Kovalev was sent home for two games to reflect on a scoring slump, a report surfaced that three players had hung out with a gangster, and injuries began to pile up to key players like Alex Tanguay and Robert Lang, the team’s top two off-season acquisitions.
With the club in a downward spiral, coach Guy Carbonneau was fired on March 8 and Gainey stepped behind the bench for a second time. He had done the same after firing Claude Julien, now the Bruins’ coach, in 2006.
The Canadiens looked to be back on track under Gainey, but with just over a week left in the regular season, Andrei Markov and Mathieu Schneider, the point men on the power play, were both injured. They barely scraped into the playoffs in the eighth and final spot.

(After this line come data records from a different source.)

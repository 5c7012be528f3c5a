//! Process manager for llama-server.

use std::path::{Path, PathBuf};
use std::process::{Child, Command, Stdio};
use std::time::Duration;
use tokio::time::sleep;
use tracing::{debug, info, warn};

use crate::client::LlamaCppClient;
use crate::error::LocalAIError;
use crate::paths::llama_server_path;
use crate::DEFAULT_PORT;

/// Manager for the llama-server process.
pub struct LlamaCppServer {
    port: u16,
    ctx_size: u32,
    model: PathBuf,
    binary: PathBuf,
    process: Option<Child>,
}

impl LlamaCppServer {
    /// Create a new server manager for the given model file.
    pub fn new(model: impl Into<PathBuf>) -> Self {
        Self {
            port: DEFAULT_PORT,
            ctx_size: 2048,
            model: model.into(),
            binary: llama_server_path(),
            process: None,
        }
    }

    /// Set a custom port.
    pub fn with_port(mut self, port: u16) -> Self {
        self.port = port;
        self
    }

    /// Set the context window passed to the server.
    pub fn with_ctx_size(mut self, ctx_size: u32) -> Self {
        self.ctx_size = ctx_size;
        self
    }

    /// Use a llama-server binary other than the one in the data directory.
    pub fn with_binary(mut self, binary: impl Into<PathBuf>) -> Self {
        self.binary = binary.into();
        self
    }

    /// Get the port this server is configured to use.
    pub fn port(&self) -> u16 {
        self.port
    }

    /// Get the model file served by this process.
    pub fn model(&self) -> &Path {
        &self.model
    }

    /// Start the llama-server process.
    pub fn start(&mut self) -> Result<(), LocalAIError> {
        if !self.binary.exists() {
            return Err(LocalAIError::ServerBinaryNotFound(
                self.binary.display().to_string(),
            ));
        }

        if !self.model.exists() {
            return Err(LocalAIError::ModelNotFound(
                self.model.display().to_string(),
            ));
        }

        info!(
            "Starting llama-server on port {} with model {}",
            self.port,
            self.model.display()
        );

        let child = Command::new(&self.binary)
            .arg("--model")
            .arg(&self.model)
            .arg("--host")
            .arg("127.0.0.1")
            .arg("--port")
            .arg(self.port.to_string())
            .arg("--ctx-size")
            .arg(self.ctx_size.to_string())
            .stdout(Stdio::null())
            .stderr(Stdio::null())
            .spawn()
            .map_err(|e| LocalAIError::ServerStartFailed(e.to_string()))?;

        debug!("llama-server process started with PID: {}", child.id());
        self.process = Some(child);

        Ok(())
    }

    /// Wait for the server to become ready.
    pub async fn wait_ready(&self, timeout: Duration) -> Result<(), LocalAIError> {
        let client = self.client();
        let start = std::time::Instant::now();
        let check_interval = Duration::from_millis(500);

        info!("Waiting for llama-server to become ready...");

        while start.elapsed() < timeout {
            match client.check_health().await {
                Ok(()) => {
                    info!("llama-server is ready");
                    return Ok(());
                }
                Err(_) => {
                    if let Some(ref process) = self.process {
                        debug!("Server not ready yet, PID: {}", process.id());
                    }
                    sleep(check_interval).await;
                }
            }
        }

        Err(LocalAIError::ServerStartTimeout)
    }

    /// Stop the server process.
    pub fn stop(&mut self) -> Result<(), LocalAIError> {
        if let Some(mut child) = self.process.take() {
            info!("Stopping llama-server (PID: {})", child.id());

            #[cfg(unix)]
            {
                unsafe {
                    libc::kill(child.id() as i32, libc::SIGTERM);
                }
                std::thread::sleep(Duration::from_millis(500));
            }

            match child.try_wait() {
                Ok(Some(status)) => {
                    debug!("Server exited with status: {:?}", status);
                }
                Ok(None) => {
                    warn!("Server didn't exit gracefully, killing...");
                    let _ = child.kill();
                    let _ = child.wait();
                }
                Err(e) => {
                    warn!("Error checking server status: {}", e);
                    let _ = child.kill();
                }
            }
        }
        Ok(())
    }

    /// Check if the server process is running.
    pub fn is_running(&mut self) -> bool {
        if let Some(ref mut child) = self.process {
            match child.try_wait() {
                Ok(Some(_)) => {
                    self.process = None;
                    false
                }
                Ok(None) => true,
                Err(_) => false,
            }
        } else {
            false
        }
    }

    /// Get a client connected to this server.
    pub fn client(&self) -> LlamaCppClient {
        LlamaCppClient::with_port(self.port)
    }
}

impl Drop for LlamaCppServer {
    fn drop(&mut self) {
        if self.process.is_some() {
            let _ = self.stop();
        }
    }
}
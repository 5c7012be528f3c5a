//! [`ModelEngine`] backed by a llama.cpp server.

use async_trait::async_trait;
use std::path::Path;
use std::sync::Arc;
use tokio::sync::Mutex;
use tracing::{debug, info, warn};

use crate::config::ChatConfig;
use crate::engine::{EngineError, ModelEngine, Session, BUSY_SENTINEL};
use crate::history::ConversationHistory;
use crate::template::Template;
use atom_local_ai::{CompletionRequest, LlamaCppClient, LlamaCppServer, LocalAIError};

/// Engine talking to one llama-server. All sessions share the server, and
/// only one of them may have a completion in flight at a time.
pub struct LocalEngine {
    client: LlamaCppClient,
    server: Option<LlamaCppServer>,
    in_flight: Arc<Mutex<()>>,
    max_tokens: i32,
    temperature: f32,
}

impl LocalEngine {
    /// Use a llama-server that is already running at `url`.
    pub fn attach(url: impl Into<String>, config: &ChatConfig) -> Self {
        Self {
            client: LlamaCppClient::with_url(url),
            server: None,
            in_flight: Arc::new(Mutex::new(())),
            max_tokens: config.max_tokens,
            temperature: config.temperature,
        }
    }

    /// Start a llama-server for the configured model and wait until it
    /// answers health checks.
    pub async fn launch(config: &ChatConfig) -> Result<Self, EngineError> {
        let model = config.model_path();
        if !model.exists() {
            return Err(EngineError::ModelNotFound(model));
        }

        let mut server = LlamaCppServer::new(&model)
            .with_port(config.port)
            .with_ctx_size(config.ctx_size);
        if let Some(binary) = &config.server_binary {
            server = server.with_binary(binary);
        }
        server.start()?;
        server.wait_ready(config.startup_timeout).await?;

        Ok(Self {
            client: server.client(),
            server: Some(server),
            in_flight: Arc::new(Mutex::new(())),
            max_tokens: config.max_tokens,
            temperature: config.temperature,
        })
    }

    /// Attach to `config.server_url` when set, otherwise launch a server.
    pub async fn from_config(config: &ChatConfig) -> Result<Self, EngineError> {
        match &config.server_url {
            Some(url) => {
                info!("Using llama-server at {}", url);
                Ok(Self::attach(url.clone(), config))
            }
            None => Self::launch(config).await,
        }
    }

    /// Whether this engine owns the server process.
    pub fn owns_server(&self) -> bool {
        self.server.is_some()
    }
}

#[async_trait]
impl ModelEngine for LocalEngine {
    async fn load(
        &self,
        model: &Path,
        template: &Template,
    ) -> Result<Box<dyn Session>, EngineError> {
        if !model.exists() {
            return Err(EngineError::ModelNotFound(model.to_path_buf()));
        }
        if let Some(server) = &self.server {
            if server.model() != model {
                return Err(EngineError::Load(format!(
                    "server is serving {}, not {}",
                    server.model().display(),
                    model.display()
                )));
            }
        }
        self.client.check_health().await?;

        debug!("Loaded session for template {}", template.name());
        Ok(Box::new(LocalSession {
            client: self.client.clone(),
            template: template.clone(),
            history: ConversationHistory::new(),
            in_flight: Arc::clone(&self.in_flight),
            max_tokens: self.max_tokens,
            temperature: self.temperature,
        }))
    }
}

/// A template binding over the shared server.
pub struct LocalSession {
    client: LlamaCppClient,
    template: Template,
    history: ConversationHistory,
    in_flight: Arc<Mutex<()>>,
    max_tokens: i32,
    temperature: f32,
}

#[async_trait]
impl Session for LocalSession {
    fn template(&self) -> &Template {
        &self.template
    }

    fn history(&self) -> &ConversationHistory {
        &self.history
    }

    async fn complete(&mut self, prompt: &str) -> String {
        let Ok(_guard) = self.in_flight.try_lock() else {
            warn!("Completion already in flight, reporting busy");
            return BUSY_SENTINEL.to_string();
        };

        let request = CompletionRequest::new(self.render(prompt))
            .with_max_tokens(self.max_tokens)
            .with_temperature(self.temperature)
            .with_stop(self.template.stop_sequences().iter().copied());

        match self.client.complete(&request).await {
            Ok(text) => text,
            Err(LocalAIError::Busy(url)) => {
                warn!("llama-server at {} is busy", url);
                BUSY_SENTINEL.to_string()
            }
            Err(e) => {
                warn!("Completion failed under {}: {}", self.template.name(), e);
                String::new()
            }
        }
    }

    fn history_mut(&mut self) -> &mut ConversationHistory {
        &mut self.history
    }
}

impl Drop for LocalSession {
    fn drop(&mut self) {
        debug!("Released session for template {}", self.template.name());
    }
}
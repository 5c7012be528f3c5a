//! Conversation history shared by sessions and the sanitizer.

use std::fmt;

/// Who authored a message.
#[derive(Debug, Clone, Copy, PartialEq, Eq)]
pub enum Role {
    User,
    Assistant,
}

impl fmt::Display for Role {
    fn fmt(&self, f: &mut fmt::Formatter<'_>) -> fmt::Result {
        match self {
            Role::User => f.write_str("user"),
            Role::Assistant => f.write_str("assistant"),
        }
    }
}

/// A single exchanged message.
#[derive(Debug, Clone, PartialEq, Eq)]
pub struct Message {
    pub role: Role,
    pub content: String,
}

impl Message {
    pub fn user(content: impl Into<String>) -> Self {
        Self {
            role: Role::User,
            content: content.into(),
        }
    }

    pub fn assistant(content: impl Into<String>) -> Self {
        Self {
            role: Role::Assistant,
            content: content.into(),
        }
    }
}

/// Ordered sequence of prior messages, oldest first.
#[derive(Debug, Clone, Default, PartialEq, Eq)]
pub struct ConversationHistory {
    messages: Vec<Message>,
}

impl ConversationHistory {
    pub fn new() -> Self {
        Self::default()
    }

    pub fn push(&mut self, message: Message) {
        self.messages.push(message);
    }

    pub fn push_user(&mut self, content: impl Into<String>) {
        self.push(Message::user(content));
    }

    pub fn push_assistant(&mut self, content: impl Into<String>) {
        self.push(Message::assistant(content));
    }

    /// Append a user/assistant pair, then drop the oldest pairs until at
    /// most `max_messages` messages remain.
    pub fn push_exchange(&mut self, user: &str, assistant: &str, max_messages: usize) {
        self.push_user(user);
        self.push_assistant(assistant);
        let excess = self.messages.len().saturating_sub(max_messages);
        // Round up to whole pairs so the history still opens with a user turn.
        let drop = (excess + excess % 2).min(self.messages.len());
        self.messages.drain(..drop);
    }

    /// Text of the most recent user message, if any.
    pub fn last_user_message(&self) -> Option<&str> {
        self.messages
            .iter()
            .rev()
            .find(|m| m.role == Role::User)
            .map(|m| m.content.as_str())
    }

    pub fn messages(&self) -> &[Message] {
        &self.messages
    }

    pub fn len(&self) -> usize {
        self.messages.len()
    }

    pub fn is_empty(&self) -> bool {
        self.messages.is_empty()
    }
}

impl FromIterator<Message> for ConversationHistory {
    fn from_iter<I: IntoIterator<Item = Message>>(iter: I) -> Self {
        Self {
            messages: iter.into_iter().collect(),
        }
    }
}

#[cfg(test)]
mod tests {
    use super::*;

    #[test]
    fn test_last_user_message_skips_assistant_turns() {
        let mut history = ConversationHistory::new();
        assert_eq!(history.last_user_message(), None);

        history.push_user("first");
        history.push_assistant("reply");
        history.push_user("second");
        history.push_assistant("another reply");

        assert_eq!(history.last_user_message(), Some("second"));
        assert_eq!(history.len(), 4);
    }

    #[test]
    fn test_push_exchange_drops_oldest_pairs() {
        let mut history = ConversationHistory::new();
        for i in 0..10 {
            history.push_exchange(&format!("q{}", i), &format!("a{}", i), 8);
        }

        assert_eq!(history.len(), 8);
        assert_eq!(history.messages()[0], Message::user("q6"));
        assert_eq!(history.messages()[7], Message::assistant("a9"));
    }

    #[test]
    fn test_push_exchange_odd_limit_keeps_whole_pairs() {
        let mut history = ConversationHistory::new();
        history.push_exchange("q0", "a0", 3);
        history.push_exchange("q1", "a1", 3);

        assert_eq!(history.len(), 2);
        assert_eq!(history.messages()[0].role, Role::User);

        history.push_exchange("q2", "a2", 0);
        assert!(history.is_empty());
    }

    #[test]
    fn test_collect_and_role_names() {
        let history: ConversationHistory =
            vec![Message::user("q"), Message::assistant("a")].into_iter().collect();
        assert_eq!(history.messages()[0].role.to_string(), "user");
        assert_eq!(history.messages()[1].role.to_string(), "assistant");
        assert_eq!(history.last_user_message(), Some("q"));
    }
}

Amid it all came news that Gillett had all of part of the team up for sale, with high profile millionaires like Rene Angelil, the Saputo family and even former GM Serge Savard reportedly among the bidders.
The Canadiens are 4-9 in playoff series since their last Stanley Cup victory in 1993.
Notes: With Lucic back after serving a one-game suspension, Byron Bitz came out of the Boston line-up. . . Montreal was without defencemen Markov (knee), Schneider (upper body), Patrice Brisebois (lower body) and Francis Bouillon (torn groin) and forwards Tanguay (shoulder) and Robert Lang (Achilles tendon). Sergei Kostitsyn was a healthy scratch.